In contrast to the Best Novel category, I found this a pretty easy selection to rank.

With no hesitation, my top vote goes to The Enclave, by Anne Charnock. Second paragraph of third chapter:

Zach chips in with a single question: did I see any stalls selling figs? I’m not surprised by his question. He told me one time that his family had fig trees, but when I asked how many, he didn’t know. It’s possible his family owned an entire fig farm. Or, just as likely, Mikey remembered a small garden at his family home –two or three fig trees planted for shade as well as fruit. I felt sad that he remembered so little. I explain to Zach, that I didn’t have time to look around the fruit stalls, but there must be figs somewhere, and I’ll try to buy some at tomorrow’s market if Ma Lexie lets me.

A very nicely done, sad story about migration, exploitation and growing up in a flawed near future England. A story for our times.

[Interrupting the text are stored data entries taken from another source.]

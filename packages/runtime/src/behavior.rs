//! Framework-facing APIs.
//!
//! Features publish these through [`Feature::framework_api`] so the runtime
//! can pick them up during bootstrap. Each one is looked up under a fixed
//! feature name.
//!
//! Request-scoped hooks receive the request context as [`Extensions`]; see
//! [`request_context`](crate::request_context).
//!
//! [`Feature::framework_api`]: crate::plugin::Feature::framework_api

use std::any::Any;
use std::time::Duration;

use async_trait::async_trait;
use axum::extract::Request;
use axum::response::Response;
use http::header::{HeaderName, HeaderValue};
use http::{Extensions, Method};
use keel_core::Attribute;
use tower_http::cors::{self, CorsLayer};

// ---------------------------------------------------------------------------
// Tracking
// ---------------------------------------------------------------------------

/// Tracking identifier of the request being served.
#[derive(Debug, Clone, PartialEq, Eq)]
pub struct TrackId(pub String);

/// Generates and carries request tracking identifiers. Looked up under
/// `keel-tracker`.
pub trait Tracker: Send + Sync {
    fn generate(&self) -> String;

    /// Stores `id` in the request context.
    fn add(&self, ctx: &mut Extensions, id: String) {
        ctx.insert(TrackId(id));
    }

    /// The identifier stored by [`add`](Self::add), if any.
    fn retrieve(&self, ctx: &Extensions) -> Option<String> {
        ctx.get::<TrackId>().map(|id| id.0.clone())
    }
}

/// Random v4 UUIDs, used when no tracker feature is enabled.
#[derive(Debug, Clone, Copy, Default)]
pub struct UuidTracker;

impl Tracker for UuidTracker {
    fn generate(&self) -> String {
        uuid::Uuid::new_v4().to_string()
    }
}

/// Adds attributes to every log line. Looked up under
/// `keel-logger_extractor`.
pub trait LoggerExtractor: Send + Sync {
    /// Attributes taken from the current request context, which is empty
    /// when the line is not logged on behalf of a request.
    fn extract(&self, ctx: &Extensions) -> Vec<Attribute>;
}

/// Measures every request. Looked up under `keel-tracing`.
pub trait Tracer: Send + Sync {
    /// Called before the request is handled. The returned value is handed
    /// back to [`compute_metrics`](Self::compute_metrics) unchanged.
    ///
    /// # Errors
    ///
    /// A failure is logged and the request is served unmeasured.
    fn start_measurements(&self, ctx: &Extensions, service: &str) -> anyhow::Result<Box<dyn Any + Send>>;

    /// Called once the handler returned.
    ///
    /// # Errors
    ///
    /// A failure is logged; the response is sent regardless.
    fn compute_metrics(&self, ctx: &Extensions, service: &str, data: Box<dyn Any + Send>) -> anyhow::Result<()>;
}

// ---------------------------------------------------------------------------
// HTTP
// ---------------------------------------------------------------------------

/// Guards the http transport's routes. Looked up under `keel-http_auth`.
#[async_trait]
pub trait HttpAuthenticator: Send + Sync {
    /// Lets the request through, possibly adding extensions for the
    /// handler, or answers it directly.
    async fn authenticate(&self, request: &mut Request) -> Result<(), Response>;
}

/// Told about every panicking request handler. Looked up under
/// `keel-panic_recovery`.
pub trait Recovery: Send + Sync {
    fn recover(&self, ctx: &Extensions, message: &str);
}

/// CORS policy of the http transport. Looked up under `keel-http_cors`.
pub trait CorsHandler: Send + Sync {
    fn cors(&self) -> CorsOptions;
}

/// Cross-origin policy. `*` in a list allows anything.
#[derive(Debug, Clone, Default)]
pub struct CorsOptions {
    pub allowed_origins: Vec<String>,
    pub allowed_methods: Vec<String>,
    pub allowed_headers: Vec<String>,
    pub exposed_headers: Vec<String>,
    pub allow_credentials: bool,
    pub max_age_secs: Option<u64>,
}

#[derive(Debug, Clone, PartialEq, Eq, thiserror::Error)]
pub enum CorsError {
    #[error("invalid CORS origin '{0}'")]
    InvalidOrigin(String),

    #[error("invalid CORS method '{0}'")]
    InvalidMethod(String),

    #[error("invalid CORS header '{0}'")]
    InvalidHeader(String),

    #[error("CORS credentials cannot be combined with a wildcard {0}")]
    CredentialsWithWildcard(&'static str),
}

fn is_wildcard(values: &[String]) -> bool {
    values.iter().any(|v| v == "*")
}

fn header_names(values: &[String]) -> Result<Vec<HeaderName>, CorsError> {
    values
        .iter()
        .map(|v| HeaderName::try_from(v.as_str()).map_err(|_| CorsError::InvalidHeader(v.clone())))
        .collect()
}

impl CorsOptions {
    /// Builds the tower layer.
    ///
    /// # Errors
    ///
    /// Returns a [`CorsError`] for unparsable entries and for credentials
    /// combined with a wildcard, which browsers reject.
    pub fn layer(&self) -> Result<CorsLayer, CorsError> {
        if self.allow_credentials {
            let lists = [
                ("origin", &self.allowed_origins),
                ("method", &self.allowed_methods),
                ("header", &self.allowed_headers),
                ("exposed header", &self.exposed_headers),
            ];
            if let Some((what, _)) = lists.iter().find(|(_, values)| is_wildcard(values)) {
                return Err(CorsError::CredentialsWithWildcard(what));
            }
        }

        let mut layer = CorsLayer::new().allow_credentials(self.allow_credentials);

        if is_wildcard(&self.allowed_origins) {
            layer = layer.allow_origin(cors::Any);
        } else if !self.allowed_origins.is_empty() {
            let origins = self
                .allowed_origins
                .iter()
                .map(|origin| {
                    HeaderValue::try_from(origin.as_str())
                        .ok()
                        .filter(|_| origin.contains("://"))
                        .ok_or_else(|| CorsError::InvalidOrigin(origin.clone()))
                })
                .collect::<Result<Vec<_>, _>>()?;
            layer = layer.allow_origin(origins);
        }

        if is_wildcard(&self.allowed_methods) {
            layer = layer.allow_methods(cors::Any);
        } else if !self.allowed_methods.is_empty() {
            let methods = self
                .allowed_methods
                .iter()
                .map(|m| Method::from_bytes(m.as_bytes()).map_err(|_| CorsError::InvalidMethod(m.clone())))
                .collect::<Result<Vec<_>, _>>()?;
            layer = layer.allow_methods(methods);
        }

        if is_wildcard(&self.allowed_headers) {
            layer = layer.allow_headers(cors::Any);
        } else if !self.allowed_headers.is_empty() {
            layer = layer.allow_headers(header_names(&self.allowed_headers)?);
        }

        if is_wildcard(&self.exposed_headers) {
            layer = layer.expose_headers(cors::Any);
        } else if !self.exposed_headers.is_empty() {
            layer = layer.expose_headers(header_names(&self.exposed_headers)?);
        }

        if let Some(secs) = self.max_age_secs {
            layer = layer.max_age(Duration::from_secs(secs));
        }

        Ok(layer)
    }
}

#[cfg(test)]
mod tests {
    use super::*;

    fn strings(values: &[&str]) -> Vec<String> {
        values.iter().map(|v| (*v).to_string()).collect()
    }

    #[test]
    fn uuid_tracker_generates_distinct_ids() {
        let a = UuidTracker.generate();
        let b = UuidTracker.generate();
        assert_ne!(a, b);
        assert_eq!(a.len(), 36);
    }

    #[test]
    fn tracker_ids_round_trip_through_context() {
        let mut ctx = Extensions::new();
        assert_eq!(UuidTracker.retrieve(&ctx), None);

        UuidTracker.add(&mut ctx, "req-7".into());
        assert_eq!(UuidTracker.retrieve(&ctx).as_deref(), Some("req-7"));
        assert_eq!(ctx.get::<TrackId>(), Some(&TrackId("req-7".into())));
    }

    #[test]
    fn valid_cors_options_build_a_layer() {
        let options = CorsOptions {
            allowed_origins: strings(&["https://shop.example"]),
            allowed_methods: strings(&["GET", "POST"]),
            allowed_headers: strings(&["authorization"]),
            allow_credentials: true,
            max_age_secs: Some(600),
            ..CorsOptions::default()
        };
        assert!(options.layer().is_ok());

        let open = CorsOptions {
            allowed_origins: strings(&["*"]),
            allowed_headers: strings(&["*"]),
            ..CorsOptions::default()
        };
        assert!(open.layer().is_ok());
    }

    #[test]
    fn credentials_with_wildcard_are_rejected() {
        let options = CorsOptions {
            allowed_origins: strings(&["*"]),
            allow_credentials: true,
            ..CorsOptions::default()
        };
        assert_eq!(options.layer().unwrap_err(), CorsError::CredentialsWithWildcard("origin"));
    }

    #[test]
    fn malformed_entries_are_rejected() {
        let origin = CorsOptions {
            allowed_origins: strings(&["shop.example"]),
            ..CorsOptions::default()
        };
        assert_eq!(origin.layer().unwrap_err(), CorsError::InvalidOrigin("shop.example".into()));

        let header = CorsOptions {
            allowed_headers: strings(&["x bad"]),
            ..CorsOptions::default()
        };
        assert_eq!(header.layer().unwrap_err(), CorsError::InvalidHeader("x bad".into()));

        let method = CorsOptions {
            allowed_methods: strings(&["GE T"]),
            ..CorsOptions::default()
        };
        assert_eq!(method.layer().unwrap_err(), CorsError::InvalidMethod("GE T".into()));
    }
}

My second preference goes to The Murders of Molly Southbourne, by Tade Thompson. Second paragraph of third chapter:

Employment with the university is not so bad. Her official designation is lab assistant, but built into her contract is the ability to continue her studies in a modular fashion should she wish. She works with James for four hours per day. This generates one hour of paperwork. After that, she can pretty much do what she likes. She loses interest in the courses, though. Even Shakespeare holds no fascination for her.

A very effectively told tale of doppelgangers and body horror. I felt it was a bit closer to the horror side of the genre than is generally my taste. Also, annoyingly, Molly’s mother keeps calling her DorogoyDorogaya, or more phonetically Daragoy/Daragaya (дорогой is masculine, дорогая feminine).

My third preference goes to “Angular Size” by Geoff Nelder. Second paragraph of third section:

She put her hand on his, feeling his sausage fingers drumming on the table. “You okay, chief? Really?”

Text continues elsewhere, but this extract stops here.